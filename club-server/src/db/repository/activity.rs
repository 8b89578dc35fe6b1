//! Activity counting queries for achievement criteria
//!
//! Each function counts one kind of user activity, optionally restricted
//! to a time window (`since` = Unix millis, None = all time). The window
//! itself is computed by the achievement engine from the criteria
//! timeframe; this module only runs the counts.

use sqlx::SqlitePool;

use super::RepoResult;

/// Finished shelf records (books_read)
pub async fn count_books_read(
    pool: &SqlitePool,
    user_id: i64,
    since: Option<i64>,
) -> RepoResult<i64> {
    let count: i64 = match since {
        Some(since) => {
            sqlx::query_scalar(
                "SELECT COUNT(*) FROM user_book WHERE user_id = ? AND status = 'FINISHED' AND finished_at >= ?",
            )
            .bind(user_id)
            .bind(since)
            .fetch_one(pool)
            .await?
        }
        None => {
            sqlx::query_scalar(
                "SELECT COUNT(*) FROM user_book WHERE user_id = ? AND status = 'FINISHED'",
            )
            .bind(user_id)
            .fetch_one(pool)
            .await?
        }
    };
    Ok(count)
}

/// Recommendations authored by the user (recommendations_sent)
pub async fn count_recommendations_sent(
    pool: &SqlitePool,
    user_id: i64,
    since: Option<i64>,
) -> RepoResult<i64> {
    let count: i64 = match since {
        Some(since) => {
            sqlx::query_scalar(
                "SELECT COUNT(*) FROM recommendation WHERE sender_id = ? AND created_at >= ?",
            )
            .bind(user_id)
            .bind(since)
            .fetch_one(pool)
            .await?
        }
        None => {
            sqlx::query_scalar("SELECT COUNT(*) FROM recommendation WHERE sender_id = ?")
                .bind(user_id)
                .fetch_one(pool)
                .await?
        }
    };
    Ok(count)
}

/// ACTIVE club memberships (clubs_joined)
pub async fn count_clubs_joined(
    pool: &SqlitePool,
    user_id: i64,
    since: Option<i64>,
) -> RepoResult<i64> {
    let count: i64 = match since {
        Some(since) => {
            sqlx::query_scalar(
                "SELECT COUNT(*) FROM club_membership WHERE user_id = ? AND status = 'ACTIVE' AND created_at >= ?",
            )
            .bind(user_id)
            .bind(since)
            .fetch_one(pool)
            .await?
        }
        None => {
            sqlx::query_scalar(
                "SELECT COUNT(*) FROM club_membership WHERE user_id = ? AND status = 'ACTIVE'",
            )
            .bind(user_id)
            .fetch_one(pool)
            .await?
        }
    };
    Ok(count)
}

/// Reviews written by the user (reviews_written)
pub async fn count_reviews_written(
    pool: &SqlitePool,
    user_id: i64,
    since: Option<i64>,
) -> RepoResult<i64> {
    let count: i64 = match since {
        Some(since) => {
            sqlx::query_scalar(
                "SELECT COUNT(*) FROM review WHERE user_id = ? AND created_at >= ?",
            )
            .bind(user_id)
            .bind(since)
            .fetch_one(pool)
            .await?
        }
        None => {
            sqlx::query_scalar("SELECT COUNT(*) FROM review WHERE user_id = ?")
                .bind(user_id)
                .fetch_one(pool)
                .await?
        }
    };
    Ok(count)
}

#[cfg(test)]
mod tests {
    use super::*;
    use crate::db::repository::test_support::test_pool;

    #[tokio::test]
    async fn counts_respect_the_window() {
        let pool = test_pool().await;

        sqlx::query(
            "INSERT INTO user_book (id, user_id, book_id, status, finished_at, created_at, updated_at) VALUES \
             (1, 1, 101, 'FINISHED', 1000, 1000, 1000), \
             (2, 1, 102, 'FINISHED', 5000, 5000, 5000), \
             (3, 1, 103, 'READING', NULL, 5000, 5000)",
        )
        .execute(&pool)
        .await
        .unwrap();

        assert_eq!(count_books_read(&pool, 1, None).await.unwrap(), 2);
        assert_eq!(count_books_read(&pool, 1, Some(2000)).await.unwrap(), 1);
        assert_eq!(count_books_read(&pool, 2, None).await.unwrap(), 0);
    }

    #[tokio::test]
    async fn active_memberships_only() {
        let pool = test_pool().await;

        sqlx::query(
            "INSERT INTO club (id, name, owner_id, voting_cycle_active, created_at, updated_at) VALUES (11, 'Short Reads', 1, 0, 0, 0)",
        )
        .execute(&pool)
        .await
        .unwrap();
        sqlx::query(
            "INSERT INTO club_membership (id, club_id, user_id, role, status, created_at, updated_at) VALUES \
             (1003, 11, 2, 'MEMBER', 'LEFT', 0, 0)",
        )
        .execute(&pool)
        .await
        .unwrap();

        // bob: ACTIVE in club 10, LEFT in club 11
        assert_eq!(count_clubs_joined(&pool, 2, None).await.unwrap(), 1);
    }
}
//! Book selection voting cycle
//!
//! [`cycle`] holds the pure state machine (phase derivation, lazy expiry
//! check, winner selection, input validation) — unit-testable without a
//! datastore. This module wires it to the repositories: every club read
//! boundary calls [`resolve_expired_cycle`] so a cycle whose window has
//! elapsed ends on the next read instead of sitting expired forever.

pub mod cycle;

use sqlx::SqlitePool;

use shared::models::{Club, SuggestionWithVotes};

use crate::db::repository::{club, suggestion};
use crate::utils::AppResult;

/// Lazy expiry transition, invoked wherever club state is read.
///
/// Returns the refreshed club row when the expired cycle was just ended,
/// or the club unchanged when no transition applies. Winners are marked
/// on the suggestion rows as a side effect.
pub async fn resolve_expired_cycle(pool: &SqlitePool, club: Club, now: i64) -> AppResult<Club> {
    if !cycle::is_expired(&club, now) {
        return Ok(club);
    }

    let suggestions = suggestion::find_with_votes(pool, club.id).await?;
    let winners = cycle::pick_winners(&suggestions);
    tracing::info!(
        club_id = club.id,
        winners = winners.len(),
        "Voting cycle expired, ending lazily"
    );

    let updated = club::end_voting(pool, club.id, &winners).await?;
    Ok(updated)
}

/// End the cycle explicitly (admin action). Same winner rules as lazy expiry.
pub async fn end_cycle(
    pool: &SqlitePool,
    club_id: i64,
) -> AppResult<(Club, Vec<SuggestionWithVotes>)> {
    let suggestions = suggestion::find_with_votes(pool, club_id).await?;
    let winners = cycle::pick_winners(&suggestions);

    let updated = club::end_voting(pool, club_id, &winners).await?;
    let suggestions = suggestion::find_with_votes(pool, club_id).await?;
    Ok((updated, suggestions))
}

════════

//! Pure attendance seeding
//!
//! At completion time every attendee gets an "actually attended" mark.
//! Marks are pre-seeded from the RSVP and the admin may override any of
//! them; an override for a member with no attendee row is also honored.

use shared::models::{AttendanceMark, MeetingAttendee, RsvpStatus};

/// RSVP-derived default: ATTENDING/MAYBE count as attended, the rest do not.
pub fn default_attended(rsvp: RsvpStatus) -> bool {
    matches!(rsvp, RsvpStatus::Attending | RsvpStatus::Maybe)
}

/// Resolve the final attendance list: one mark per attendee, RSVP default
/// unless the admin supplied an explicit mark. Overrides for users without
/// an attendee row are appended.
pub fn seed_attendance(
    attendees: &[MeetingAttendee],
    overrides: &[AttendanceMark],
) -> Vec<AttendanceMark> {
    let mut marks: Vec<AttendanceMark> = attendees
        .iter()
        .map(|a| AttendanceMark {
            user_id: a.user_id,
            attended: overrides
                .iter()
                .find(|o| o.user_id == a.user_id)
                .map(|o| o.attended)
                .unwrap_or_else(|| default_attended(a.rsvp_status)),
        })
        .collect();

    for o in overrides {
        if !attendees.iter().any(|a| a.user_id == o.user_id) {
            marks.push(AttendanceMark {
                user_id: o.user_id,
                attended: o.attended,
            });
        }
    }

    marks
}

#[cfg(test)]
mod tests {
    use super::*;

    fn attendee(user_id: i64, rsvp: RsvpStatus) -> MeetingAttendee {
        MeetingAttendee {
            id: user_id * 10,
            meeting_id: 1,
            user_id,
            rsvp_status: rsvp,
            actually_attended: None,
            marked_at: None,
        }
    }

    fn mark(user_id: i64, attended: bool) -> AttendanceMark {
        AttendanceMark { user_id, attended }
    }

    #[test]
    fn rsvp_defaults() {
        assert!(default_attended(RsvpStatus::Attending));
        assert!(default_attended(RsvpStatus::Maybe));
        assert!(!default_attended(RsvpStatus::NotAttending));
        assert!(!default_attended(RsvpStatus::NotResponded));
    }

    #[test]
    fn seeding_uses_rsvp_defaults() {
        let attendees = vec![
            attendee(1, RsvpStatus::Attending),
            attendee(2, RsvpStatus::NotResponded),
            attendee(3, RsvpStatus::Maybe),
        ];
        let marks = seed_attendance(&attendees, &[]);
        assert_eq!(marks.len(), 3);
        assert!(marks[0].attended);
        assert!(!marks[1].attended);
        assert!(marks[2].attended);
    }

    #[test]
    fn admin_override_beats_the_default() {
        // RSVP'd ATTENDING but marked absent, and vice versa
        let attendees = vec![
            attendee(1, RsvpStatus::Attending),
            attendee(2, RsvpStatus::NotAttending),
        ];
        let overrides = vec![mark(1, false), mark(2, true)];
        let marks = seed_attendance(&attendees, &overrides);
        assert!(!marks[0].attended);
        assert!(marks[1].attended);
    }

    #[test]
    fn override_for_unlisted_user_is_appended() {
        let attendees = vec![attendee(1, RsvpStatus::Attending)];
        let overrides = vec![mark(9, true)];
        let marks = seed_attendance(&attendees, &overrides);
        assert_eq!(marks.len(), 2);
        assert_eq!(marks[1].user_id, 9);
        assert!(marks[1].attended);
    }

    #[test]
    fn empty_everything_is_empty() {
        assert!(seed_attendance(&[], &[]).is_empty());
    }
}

════════

PROBLEM
If a line in the entries holds the word "NotResponded", count it. Report the total only.

RESPONSE
2